Но, как я уже отметил выше, прибыл я в Штаты не тренироваться на хитрых машинах, но работать, вкалывать, как и все прочие здешние профы, то есть стать на какое-то время самой обыкновенной рабочей американской лошадью.

Чем еще отличается ихнее обучение от нашего? Прежде всего сознательностью студентов. Среди колгейтских наставников принято ругать своих питомцев. За слабую эрудицию, за разгильдяйство, лень — словом, за все, за что принято ругать студентов. Я пытался спорить с коллегами, но убедить их было невозможно. Так и расстались мы; я — со своим (высоким) мнением о студентах, они со своим, весьма скептическим.

Как-то раз я был приглашен на обед в одно из студенческих братств. Как пояснили сведущие люди, братство (fraternity) — это студенческое объединение «по интересам». Формально — это тайное общество со своим уставом, со своим порядком. Причем порядком, на первый взгляд достаточно своеобразным. Обед, на котором все были в черных костюмах и при галстуке (!), начался с молитвы. Впрочем, чопорное начало не помешало последующей веселой беседе. Потом я попросил студента из моей группы Джона Мэффи показать мне резиденцию братства, представляющую собой гибрид средней руки дворца и общежития. От дворца — две залы с камином, мягкие огромные кресла, бильярдная... От общежития — узкая лестница на второй этаж, какие-то трубы под потолком и, наконец, комната самого Мэффи, потолок которой даровитый студент обратил в звездное небо, оклеив его темно-синей бумагой с фосфоресцирующими серебряными звездами. В темноте очень впечатляюще... В октябре Джон сделал отличный доклад об индийских сикхах.

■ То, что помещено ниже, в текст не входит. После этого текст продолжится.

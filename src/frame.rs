//! # Frame
//!
//! WebSocket frames as defined in [RFC 6455 Section 5.2](https://datatracker.ietf.org/doc/html/rfc6455#section-5.2).
//!
//! ```text
//!  0                   1                   2                   3
//!  0 1 2 3 4 5 6 7 8 9 0 1 2 3 4 5 6 7 8 9 0 1 2 3 4 5 6 7 8 9 0 1
//! +-+-+-+-+-------+-+-------------+-------------------------------+
//! |F|R|R|R| opcode|M| Payload len |    Extended payload length    |
//! |I|S|S|S|  (4)  |A|     (7)     |         (16 or 64 bits)       |
//! |N|V|V|V|       |S|             |                               |
//! | |1|2|3|       |K|             |                               |
//! +-+-+-+-+-------+-+-------------+-------------------------------+
//! |        Extended payload length continued, if payload len == 127|
//! +---------------------------------------------------------------+
//! |                               |   Masking-key, if MASK set to 1|
//! +-------------------------------+-------------------------------+
//! |     Masking-key (continued)       |          Payload Data      |
//! +-----------------------------------+ - - - - - - - - - - - - - -+
//! :                     Payload Data continued ...                :
//! +---------------------------------------------------------------+
//! ```
//!
//! A [`Frame`] here is always the *unmasked* view: the decoder removes the client mask before
//! handing the frame out, and the server never masks what it sends. Multi-byte length fields
//! are big-endian.

use bytes::Bytes;

use crate::ServerError;

/// WebSocket operation code that determines how a frame is interpreted.
///
/// The numeric values come from [RFC 6455, Section 11.8](https://datatracker.ietf.org/doc/html/rfc6455#section-11.8):
/// - Continuation = 0x0
/// - Text = 0x1
/// - Binary = 0x2
/// - Close = 0x8
/// - Ping = 0x9
/// - Pong = 0xA
///
/// The ranges 0x3-0x7 and 0xB-0xF are reserved and rejected.
#[derive(Debug, Copy, Clone, PartialEq, Eq)]
pub enum OpCode {
    Continuation,
    Text,
    Binary,
    Close,
    Ping,
    Pong,
}

impl OpCode {
    /// Returns `true` for `Close`, `Ping` and `Pong`.
    ///
    /// Control frames cannot be fragmented and carry at most 125 bytes.
    pub fn is_control(&self) -> bool {
        matches!(*self, OpCode::Close | OpCode::Ping | OpCode::Pong)
    }
}

impl TryFrom<u8> for OpCode {
    type Error = ServerError;

    fn try_from(value: u8) -> Result<Self, Self::Error> {
        match value {
            0x0 => Ok(Self::Continuation),
            0x1 => Ok(Self::Text),
            0x2 => Ok(Self::Binary),
            0x8 => Ok(Self::Close),
            0x9 => Ok(Self::Ping),
            0xA => Ok(Self::Pong),
            _ => Err(ServerError::InvalidOpCode(value)),
        }
    }
}

impl From<OpCode> for u8 {
    fn from(val: OpCode) -> Self {
        match val {
            OpCode::Continuation => 0x0,
            OpCode::Text => 0x1,
            OpCode::Binary => 0x2,
            OpCode::Close => 0x8,
            OpCode::Ping => 0x9,
            OpCode::Pong => 0xA,
        }
    }
}

/// Status codes carried in the first two bytes of a close frame.
#[derive(Debug, Copy, Clone, PartialEq, Eq)]
pub enum CloseCode {
    /// 1000, the purpose of the connection has been fulfilled.
    Normal,
    /// 1001, the server is going down.
    Away,
    /// 1002, the peer violated the protocol.
    Protocol,
    /// 1003, the peer sent a frame type we cannot accept.
    Unsupported,
    /// 1007, a text message was not UTF-8.
    Invalid,
    /// 1009, a frame was too big to process.
    Size,
    /// 1011, unexpected condition on the server.
    Error,
    /// Any other code.
    Other(u16),
}

impl From<CloseCode> for u16 {
    fn from(code: CloseCode) -> Self {
        match code {
            CloseCode::Normal => 1000,
            CloseCode::Away => 1001,
            CloseCode::Protocol => 1002,
            CloseCode::Unsupported => 1003,
            CloseCode::Invalid => 1007,
            CloseCode::Size => 1009,
            CloseCode::Error => 1011,
            CloseCode::Other(code) => code,
        }
    }
}

impl From<u16> for CloseCode {
    fn from(code: u16) -> Self {
        match code {
            1000 => CloseCode::Normal,
            1001 => CloseCode::Away,
            1002 => CloseCode::Protocol,
            1003 => CloseCode::Unsupported,
            1007 => CloseCode::Invalid,
            1009 => CloseCode::Size,
            1011 => CloseCode::Error,
            code => CloseCode::Other(code),
        }
    }
}

impl CloseCode {
    /// Picks the close code to report for a protocol violation.
    pub fn for_error(err: &ServerError) -> Self {
        match err {
            ServerError::FrameTooLarge => CloseCode::Size,
            ServerError::InvalidOpCode(_) => CloseCode::Unsupported,
            ServerError::InvalidUTF8 => CloseCode::Invalid,
            ServerError::UnmaskedFrame
            | ServerError::ReservedBitsNotZero
            | ServerError::ControlFrameFragmented
            | ServerError::ControlFrameTooLarge => CloseCode::Protocol,
            _ => CloseCode::Error,
        }
    }
}

/// Largest payload a control frame may carry.
pub const MAX_CONTROL_PAYLOAD: usize = 125;

/// Largest possible server frame header: 2 bytes plus an 8-byte extended length.
pub(crate) const MAX_HEAD_SIZE: usize = 10;

/// A decoded WebSocket frame.
///
/// Frames are short-lived: the decoder produces one, the engine reacts to it and drops it.
#[derive(Debug, Clone, PartialEq, Eq)]
pub struct Frame {
    /// Indicates if this is the final fragment of a message.
    pub fin: bool,
    /// The opcode of the frame, defining its type.
    pub opcode: OpCode,
    /// The unmasked payload.
    pub payload: Bytes,
}

impl Frame {
    /// Creates a new frame.
    pub fn new(fin: bool, opcode: OpCode, payload: impl Into<Bytes>) -> Self {
        Self {
            fin,
            opcode,
            payload: payload.into(),
        }
    }

    /// Final text frame.
    pub fn text(payload: impl Into<Bytes>) -> Self {
        Self::new(true, OpCode::Text, payload)
    }

    /// Final binary frame.
    pub fn binary(payload: impl Into<Bytes>) -> Self {
        Self::new(true, OpCode::Binary, payload)
    }

    /// Ping frame carrying `payload`.
    pub fn ping(payload: impl Into<Bytes>) -> Self {
        Self::new(true, OpCode::Ping, payload)
    }

    /// Pong frame, normally echoing the payload of a ping.
    pub fn pong(payload: impl Into<Bytes>) -> Self {
        Self::new(true, OpCode::Pong, payload)
    }

    /// Close frame with a status code and a reason.
    pub fn close(code: CloseCode, reason: impl AsRef<[u8]>) -> Self {
        let reason = reason.as_ref();
        let mut payload = Vec::with_capacity(2 + reason.len());
        payload.extend_from_slice(&u16::from(code).to_be_bytes());
        payload.extend_from_slice(reason);
        Self::new(true, OpCode::Close, payload)
    }

    /// Close frame with an arbitrary payload, used to echo a peer's close.
    pub fn close_raw(payload: impl Into<Bytes>) -> Self {
        Self::new(true, OpCode::Close, payload)
    }

    /// Status code of a close frame, if the payload carries one.
    pub fn close_code(&self) -> Option<CloseCode> {
        let code = self.payload.get(0..2)?;
        Some(CloseCode::from(u16::from_be_bytes([code[0], code[1]])))
    }

    /// Checks if the payload is valid UTF-8.
    #[inline(always)]
    pub fn is_utf8(&self) -> bool {
        #[cfg(not(feature = "simd"))]
        return std::str::from_utf8(&self.payload).is_ok();
        #[cfg(feature = "simd")]
        return simdutf8::basic::from_utf8(&self.payload).is_ok();
    }

    /// Payload as text, replacing invalid sequences.
    pub fn to_text(&self) -> String {
        String::from_utf8_lossy(&self.payload).into_owned()
    }

    /// Writes the frame header into `head` and returns its size.
    ///
    /// The MASK bit is never set: server-to-client frames are sent unmasked.
    ///
    /// # Panics
    /// Panics if `head` is shorter than [`MAX_HEAD_SIZE`].
    pub(crate) fn fmt_head(&self, head: &mut [u8]) -> usize {
        head[0] = (self.fin as u8) << 7 | u8::from(self.opcode);

        let len = self.payload.len();
        if len < 126 {
            head[1] = len as u8;
            2
        } else if len <= u16::MAX as usize {
            head[1] = 126;
            head[2..4].copy_from_slice(&(len as u16).to_be_bytes());
            4
        } else {
            head[1] = 127;
            head[2..10].copy_from_slice(&(len as u64).to_be_bytes());
            10
        }
    }
}

#[cfg(test)]
mod tests {
    use super::*;

    mod opcode_tests {
        use super::*;

        #[test]
        fn test_is_control() {
            assert!(OpCode::Close.is_control());
            assert!(OpCode::Ping.is_control());
            assert!(OpCode::Pong.is_control());

            assert!(!OpCode::Continuation.is_control());
            assert!(!OpCode::Text.is_control());
            assert!(!OpCode::Binary.is_control());
        }

        #[test]
        fn test_try_from_u8() {
            assert_eq!(OpCode::try_from(0x0).unwrap(), OpCode::Continuation);
            assert_eq!(OpCode::try_from(0x1).unwrap(), OpCode::Text);
            assert_eq!(OpCode::try_from(0x2).unwrap(), OpCode::Binary);
            assert_eq!(OpCode::try_from(0x8).unwrap(), OpCode::Close);
            assert_eq!(OpCode::try_from(0x9).unwrap(), OpCode::Ping);
            assert_eq!(OpCode::try_from(0xA).unwrap(), OpCode::Pong);

            for code in [0x3, 0x4, 0x5, 0x6, 0x7, 0xB, 0xC, 0xD, 0xE, 0xF] {
                assert!(matches!(
                    OpCode::try_from(code),
                    Err(ServerError::InvalidOpCode(c)) if c == code
                ));
            }
        }

        #[test]
        fn test_into_u8_matches_try_from() {
            for opcode in [
                OpCode::Continuation,
                OpCode::Text,
                OpCode::Binary,
                OpCode::Close,
                OpCode::Ping,
                OpCode::Pong,
            ] {
                assert_eq!(OpCode::try_from(u8::from(opcode)).unwrap(), opcode);
            }
        }
    }

    mod frame_tests {
        use super::*;

        #[test]
        fn test_close_payload() {
            let frame = Frame::close(CloseCode::Protocol, "bad frame");

            assert_eq!(frame.opcode, OpCode::Close);
            assert_eq!(&frame.payload[..2], &1002u16.to_be_bytes());
            assert_eq!(&frame.payload[2..], b"bad frame");
            assert_eq!(frame.close_code(), Some(CloseCode::Protocol));
        }

        #[test]
        fn test_close_code_missing() {
            assert_eq!(Frame::close_raw(Bytes::new()).close_code(), None);
            assert_eq!(Frame::close_raw(vec![3u8]).close_code(), None);
        }

        #[test]
        fn test_utf8() {
            assert!(Frame::text("Hello, 世界").is_utf8());
            assert!(!Frame::text(vec![0xFFu8, 0xFE]).is_utf8());
            assert_eq!(Frame::text(vec![0x61u8, 0xFF]).to_text(), "a\u{FFFD}");
        }

        #[test]
        fn test_fmt_head_small() {
            let frame = Frame::text("Header test");
            let mut head = [0u8; MAX_HEAD_SIZE];
            let size = frame.fmt_head(&mut head);

            assert_eq!(size, 2);
            assert_eq!(head[0], 0x81); // FIN + text
            assert_eq!(head[1], 11); // no mask bit
        }

        #[test]
        fn test_fmt_head_not_final() {
            let frame = Frame::new(false, OpCode::Binary, vec![0u8; 3]);
            let mut head = [0u8; MAX_HEAD_SIZE];
            frame.fmt_head(&mut head);

            assert_eq!(head[0], 0x02);
        }

        #[test]
        fn test_fmt_head_length_boundaries() {
            let mut head = [0u8; MAX_HEAD_SIZE];

            let size = Frame::binary(vec![0u8; 125]).fmt_head(&mut head);
            assert_eq!((size, head[1]), (2, 125));

            let size = Frame::binary(vec![0u8; 126]).fmt_head(&mut head);
            assert_eq!((size, head[1]), (4, 126));
            assert_eq!(&head[2..4], &126u16.to_be_bytes());

            let size = Frame::binary(vec![0u8; 65535]).fmt_head(&mut head);
            assert_eq!((size, head[1]), (4, 126));
            assert_eq!(&head[2..4], &[0xFF, 0xFF]);

            let size = Frame::binary(vec![0u8; 65536]).fmt_head(&mut head);
            assert_eq!((size, head[1]), (10, 127));
            assert_eq!(&head[2..10], &65536u64.to_be_bytes());
        }
    }

    #[test]
    fn test_close_code_round_trip() {
        for code in [1000u16, 1001, 1002, 1003, 1007, 1009, 1011, 4000] {
            assert_eq!(u16::from(CloseCode::from(code)), code);
        }
        assert_eq!(
            CloseCode::for_error(&ServerError::UnmaskedFrame),
            CloseCode::Protocol
        );
        assert_eq!(
            CloseCode::for_error(&ServerError::FrameTooLarge),
            CloseCode::Size
        );
        assert_eq!(
            CloseCode::for_error(&ServerError::ControlFrameTooLarge),
            CloseCode::Protocol
        );
    }
}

Ко времени визита в братство мне удалось усовершенствовать свой английский. Что было чрезвычайно приятно. Незадолго до конца семестра Кис Шеффер. немного подросткового

вида парень, но уже зрелый мыслитель — я говорю это без оттенка иронии,— признался:

— Вначале странно было, профессор. Говорите вы по-английски, и слова вроде знакомые, а все вместе непонятно.

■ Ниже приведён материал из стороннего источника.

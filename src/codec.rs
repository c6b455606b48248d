//! # Codec
//!
//! Server-side WebSocket frame codec.
//!
//! [`decode_frame`] takes one frame from the front of a connection's accumulation buffer. It
//! only consumes bytes once the whole frame (header, mask key and payload) is buffered, so an
//! `Ok(None)` always leaves the buffer exactly as it was and the caller simply retries after
//! the next read.
//!
//! The server only serves masked client frames. A frame with a payload and without the MASK
//! bit is reported as [`ServerError::UnmaskedFrame`]; the connection should then be closed.
//! Frames with an empty payload are accepted either way and consume only their header (the
//! mask key counts as part of the header when present).
//!
//! [`encode_frame`] produces unmasked server-to-client frames.

use bytes::{Buf, Bytes, BytesMut};
use tokio_util::codec;

use crate::{
    frame::{Frame, OpCode, MAX_CONTROL_PAYLOAD, MAX_HEAD_SIZE},
    mask::apply_mask,
    Result, ServerError,
};

const FIN_BIT: u8 = 0b1000_0000;
const RSV_BITS: u8 = 0b0111_0000;
const OPCODE_BITS: u8 = 0b0000_1111;
const MASK_BIT: u8 = 0b1000_0000;
const LENGTH_BITS: u8 = 0b0111_1111;

/// Decodes a single frame with no payload size limit.
///
/// See [`Decoder::decode_frame`].
pub fn decode_frame(src: &mut BytesMut) -> Result<Option<Frame>> {
    Decoder::new(usize::MAX).decode_frame(src)
}

/// Encodes `payload` as one unmasked frame.
///
/// The length field uses the 7-bit form up to 125 bytes, the 16-bit extended form up to
/// 65535 bytes and the 64-bit extended form above that.
pub fn encode_frame(payload: impl Into<Bytes>, fin: bool, opcode: OpCode) -> Bytes {
    encode(&Frame::new(fin, opcode, payload))
}

/// Encodes an already built frame.
pub fn encode(frame: &Frame) -> Bytes {
    let mut dst = BytesMut::with_capacity(MAX_HEAD_SIZE + frame.payload.len());
    write_frame(frame, &mut dst);
    dst.freeze()
}

fn write_frame(frame: &Frame, dst: &mut BytesMut) {
    let mut head = [0; MAX_HEAD_SIZE];
    let size = frame.fmt_head(&mut head);

    dst.extend_from_slice(&head[..size]);
    dst.extend_from_slice(&frame.payload);
}

/// Parsed fixed part of a frame header.
struct Head {
    fin: bool,
    opcode: OpCode,
    mask: bool,
    /// Bytes before the payload, mask key included.
    size: usize,
    payload_len: usize,
}

/// Frame decoder enforcing a maximum payload size.
#[derive(Debug, Clone)]
pub struct Decoder {
    /// Maximum allowed size for a frame payload.
    max_payload_size: usize,
}

impl Decoder {
    /// Creates a new `Decoder` rejecting payloads larger than `max_payload_size`.
    pub fn new(max_payload_size: usize) -> Self {
        Self { max_payload_size }
    }

    /// Takes one frame from the front of `src`.
    ///
    /// # Returns
    /// - `Ok(Some(frame))`: a whole frame was buffered; its bytes have been removed from `src`
    ///   and the payload is unmasked.
    /// - `Ok(None)`: the header or payload is incomplete. `src` is untouched.
    /// - `Err(ServerError)`: the bytes violate the protocol (unmasked client frame, reserved
    ///   bits, unknown opcode, fragmented or oversized control frame, oversized payload or a
    ///   declared length that does not fit in memory).
    pub fn decode_frame(&self, src: &mut BytesMut) -> Result<Option<Frame>> {
        let Some(head) = self.parse_head(src)? else {
            return Ok(None);
        };

        let total = head
            .size
            .checked_add(head.payload_len)
            .ok_or(ServerError::FrameTooLarge)?;
        if src.remaining() < total {
            return Ok(None);
        }

        let mut mask = None;
        if head.mask {
            let mut key = [0; 4];
            key.copy_from_slice(&src[head.size - 4..head.size]);
            mask = Some(key);
        }
        src.advance(head.size);

        let mut payload = src.split_to(head.payload_len);
        if let Some(mask) = mask {
            apply_mask(&mut payload, mask);
        }

        Ok(Some(Frame::new(head.fin, head.opcode, payload.freeze())))
    }

    fn parse_head(&self, src: &[u8]) -> Result<Option<Head>> {
        if src.len() < 2 {
            return Ok(None);
        }

        if src[0] & RSV_BITS != 0 {
            return Err(ServerError::ReservedBitsNotZero);
        }

        let fin = src[0] & FIN_BIT != 0;
        let opcode = OpCode::try_from(src[0] & OPCODE_BITS)?;
        let mask = src[1] & MASK_BIT != 0;

        let (extra, payload_len) = match src[1] & LENGTH_BITS {
            126 => {
                let Some(raw) = src.get(2..4) else {
                    return Ok(None);
                };
                (2, usize::from(u16::from_be_bytes([raw[0], raw[1]])))
            }
            127 => {
                let Some(raw) = src.get(2..10) else {
                    return Ok(None);
                };
                let mut len = [0; 8];
                len.copy_from_slice(raw);
                let len = usize::try_from(u64::from_be_bytes(len))
                    .map_err(|_| ServerError::FrameTooLarge)?;
                (8, len)
            }
            code => (0, usize::from(code)),
        };

        if opcode.is_control() && !fin {
            return Err(ServerError::ControlFrameFragmented);
        }
        if opcode.is_control() && payload_len > MAX_CONTROL_PAYLOAD {
            return Err(ServerError::ControlFrameTooLarge);
        }
        if payload_len > self.max_payload_size {
            return Err(ServerError::FrameTooLarge);
        }
        if payload_len > 0 && !mask {
            return Err(ServerError::UnmaskedFrame);
        }

        Ok(Some(Head {
            fin,
            opcode,
            mask,
            size: 2 + extra + if mask { 4 } else { 0 },
            payload_len,
        }))
    }
}

impl Default for Decoder {
    fn default() -> Self {
        Self::new(crate::options::MAX_PAYLOAD_READ)
    }
}

impl codec::Decoder for Decoder {
    type Item = Frame;
    type Error = ServerError;

    #[inline]
    fn decode(&mut self, src: &mut BytesMut) -> Result<Option<Self::Item>> {
        self.decode_frame(src)
    }
}

/// Encoder for unmasked server-to-client frames.
#[derive(Debug, Clone, Copy, Default)]
pub struct Encoder;

impl codec::Encoder<Frame> for Encoder {
    type Error = ServerError;

    fn encode(&mut self, frame: Frame, dst: &mut BytesMut) -> Result<()> {
        dst.reserve(MAX_HEAD_SIZE + frame.payload.len());
        write_frame(&frame, dst);
        Ok(())
    }
}

/// Decoder and encoder pair for use with [`tokio_util::codec::Framed`] on the server side.
#[derive(Debug, Clone, Default)]
pub struct Codec {
    decoder: Decoder,
    encoder: Encoder,
}

impl From<(Decoder, Encoder)> for Codec {
    fn from((decoder, encoder): (Decoder, Encoder)) -> Self {
        Self { decoder, encoder }
    }
}

impl codec::Decoder for Codec {
    type Item = Frame;
    type Error = ServerError;

    #[inline]
    fn decode(&mut self, src: &mut BytesMut) -> Result<Option<Self::Item>> {
        self.decoder.decode_frame(src)
    }
}

impl codec::Encoder<Frame> for Codec {
    type Error = ServerError;

    #[inline]
    fn encode(&mut self, item: Frame, dst: &mut BytesMut) -> Result<()> {
        self.encoder.encode(item, dst)
    }
}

Не в первый раз слышал я такую оценку моих лингвистических способностей. Много лет тому назад возвращался я на родину из Алжира, где проработал два года переводчиком и, как мне казалось, в совершенстве овладел местным — более чем сложным диалектом. И вот утром, сидя в приморском кафе, вздумалось заказать мне булочку с кофе, о чем я немедленно уведомил официанта. Гарсон, с напряженным удивлением склонив голову, произнес:

— Мсье не мог бы повторить свою просьбу по-французски? У мсье такой египетский акцент, что мсье совершенно нельзя понять.

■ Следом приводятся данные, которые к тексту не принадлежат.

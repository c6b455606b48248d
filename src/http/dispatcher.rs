//! Request dispatch.
//!
//! [`Dispatcher::dispatch`] turns one [`PendingRequest`] into a [`Response`]. It never fails:
//! an unknown resource or action becomes `404 Page not found.` and a handler error or panic
//! becomes `500` with the error message as body.

use std::{
    any::Any,
    panic::{catch_unwind, AssertUnwindSafe},
    sync::{Arc, OnceLock},
};

use dashmap::DashMap;
use hyper::{Method, StatusCode};

use super::registry::{
    BoxError, HandlerRegistry, Instance, MethodDescriptor, Params, ResourceDescriptor, ReturnKind,
};

/// Body of every 404 response.
pub const NOT_FOUND: &str = "Page not found.";

const TEXT_PLAIN: &str = "text/plain; charset=utf-8";
const APPLICATION_JSON: &str = "application/json";

/// One inbound request, reduced to what dispatch needs.
#[derive(Debug, Clone, PartialEq, Eq)]
pub struct PendingRequest {
    pub method: Method,
    pub resource: String,
    pub action: String,
    /// Decoded query pairs, in order.
    pub query: Vec<(String, String)>,
}

impl PendingRequest {
    /// Builds a request from a path such as `/echo/add` and a raw query string.
    pub fn new(method: Method, path: &str, query: Option<&str>) -> Self {
        let (resource, action) = resolve_path(path);
        let query = query
            .map(|query| {
                url::form_urlencoded::parse(query.as_bytes())
                    .into_owned()
                    .collect()
            })
            .unwrap_or_default();

        Self {
            method,
            resource,
            action,
            query,
        }
    }
}

/// Splits a path into `(resource, action)`: its first and second segments.
///
/// Leading, trailing and repeated slashes are ignored. Missing segments are empty strings.
pub fn resolve_path(path: &str) -> (String, String) {
    let mut segments = path.split('/').filter(|segment| !segment.is_empty());
    let resource = segments.next().unwrap_or_default().to_string();
    let action = segments.next().unwrap_or_default().to_string();
    (resource, action)
}

/// Outcome of a dispatch.
#[derive(Debug, Clone, PartialEq, Eq)]
pub struct Response {
    pub status: StatusCode,
    pub content_type: &'static str,
    pub body: String,
}

impl Response {
    pub fn ok(kind: ReturnKind, body: String) -> Self {
        let content_type = match kind {
            ReturnKind::Structured => APPLICATION_JSON,
            ReturnKind::Void | ReturnKind::Text => TEXT_PLAIN,
        };
        Self {
            status: StatusCode::OK,
            content_type,
            body,
        }
    }

    pub fn not_found() -> Self {
        Self {
            status: StatusCode::NOT_FOUND,
            content_type: TEXT_PLAIN,
            body: NOT_FOUND.to_string(),
        }
    }

    pub fn error(message: impl Into<String>) -> Self {
        Self {
            status: StatusCode::INTERNAL_SERVER_ERROR,
            content_type: TEXT_PLAIN,
            body: message.into(),
        }
    }
}

/// Resolves and invokes handlers from a [`HandlerRegistry`].
///
/// Resource instances are created on first use and then shared by every later call, including
/// concurrent ones. Creation happens exactly once per resource even when first requests race.
pub struct Dispatcher {
    registry: Box<dyn HandlerRegistry>,
    instances: DashMap<String, Arc<OnceLock<Instance>>>,
}

impl std::fmt::Debug for Dispatcher {
    fn fmt(&self, f: &mut std::fmt::Formatter<'_>) -> std::fmt::Result {
        f.debug_struct("Dispatcher")
            .field("instances", &self.instances.len())
            .finish_non_exhaustive()
    }
}

impl Dispatcher {
    pub fn new(registry: impl HandlerRegistry) -> Self {
        Self {
            registry: Box::new(registry),
            instances: DashMap::new(),
        }
    }

    /// Finds the handler for `action` on `resource`.
    pub fn resolve_handler(
        &self,
        resource: &str,
        method: &Method,
        action: &str,
    ) -> Option<(&ResourceDescriptor, &MethodDescriptor)> {
        let descriptor = self.registry.lookup(resource)?;
        let handler = descriptor.find_method(action, method)?;
        Some((descriptor, handler))
    }

    /// Binds `query` to the handler's parameters, calls it and renders the result.
    ///
    /// Instance methods get the resource's shared instance, created here on first use.
    pub fn invoke(
        &self,
        resource: &ResourceDescriptor,
        handler: &MethodDescriptor,
        query: &[(String, String)],
    ) -> Result<String, BoxError> {
        let params = Params::bind(handler.params(), query);
        let instance = (!handler.is_static()).then(|| self.instance(resource));
        let reply = handler.call(instance.as_deref(), &params)?;
        Ok(reply.into_body())
    }

    /// Resolves and invokes the handler for `request`.
    pub fn dispatch(&self, request: &PendingRequest) -> Response {
        let response = self.respond(request);
        log::debug!(
            "{} /{}/{} -> {}",
            request.method,
            request.resource,
            request.action,
            response.status
        );
        response
    }

    /// Number of resource instances created so far.
    pub fn instance_count(&self) -> usize {
        self.instances
            .iter()
            .filter(|entry| entry.value().get().is_some())
            .count()
    }

    fn respond(&self, request: &PendingRequest) -> Response {
        let Some((resource, handler)) =
            self.resolve_handler(&request.resource, &request.method, &request.action)
        else {
            return Response::not_found();
        };

        let kind = handler.kind();
        match catch_unwind(AssertUnwindSafe(|| {
            self.invoke(resource, handler, &request.query)
        })) {
            Ok(Ok(body)) => Response::ok(kind, body),
            Ok(Err(err)) => {
                log::debug!("{}.{} failed: {err}", resource.name(), handler.name());
                Response::error(err.to_string())
            }
            Err(panic) => {
                let message = panic_message(panic.as_ref());
                log::error!("{}.{} panicked: {message}", resource.name(), handler.name());
                Response::error(message)
            }
        }
    }

    fn instance(&self, resource: &ResourceDescriptor) -> Instance {
        let cell = Arc::clone(
            self.instances
                .entry(resource.name().to_ascii_lowercase())
                .or_default()
                .value(),
        );
        Arc::clone(cell.get_or_init(|| {
            log::debug!("creating instance for resource {}", resource.name());
            resource.create_instance()
        }))
    }
}

fn panic_message(panic: &(dyn Any + Send)) -> String {
    if let Some(message) = panic.downcast_ref::<&str>() {
        message.to_string()
    } else if let Some(message) = panic.downcast_ref::<String>() {
        message.clone()
    } else {
        "handler panicked".to_string()
    }
}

В самом деле мсье до того провел в Египте несколько месяцев, но ведь не лет же, черт возьми!

Бедные, бедные мои колгейтские студенты...

Ребята изо всех сил пытались понять, что я им говорил, тем более что, помимо языка, приходилось вникать еще и в содержание того, что говорилось. Достались мне две группы старшекурсников. Кроме основных тем лекций и семинаров, я по мере сил попытался рассказать о национальном вопросе внутри СССР.Тогда еще был СССР...

Свобода, внешняя раскованность — доминирующие черты характера граждан США. Иногда это слишком непривычно. Ноги на столе — явление далеко не повсеместное, но если кто-то сочтет возможным поступить именно так, то, как говорится, общественность его не осудит. Сказать, что американский студент одет небрежно, это ничего не сказать. Драные, именно драные, а не рваные штаны естественным образом монтируются со стоптан* ными кроссовками, ботинками на босу ногу, всевозможными майками и свитерами, одетыми зачастую столь замысловато, что их обладатель похож на растерзанный капустный кочан. Не блещет изысканностью в одежде и слабый пол.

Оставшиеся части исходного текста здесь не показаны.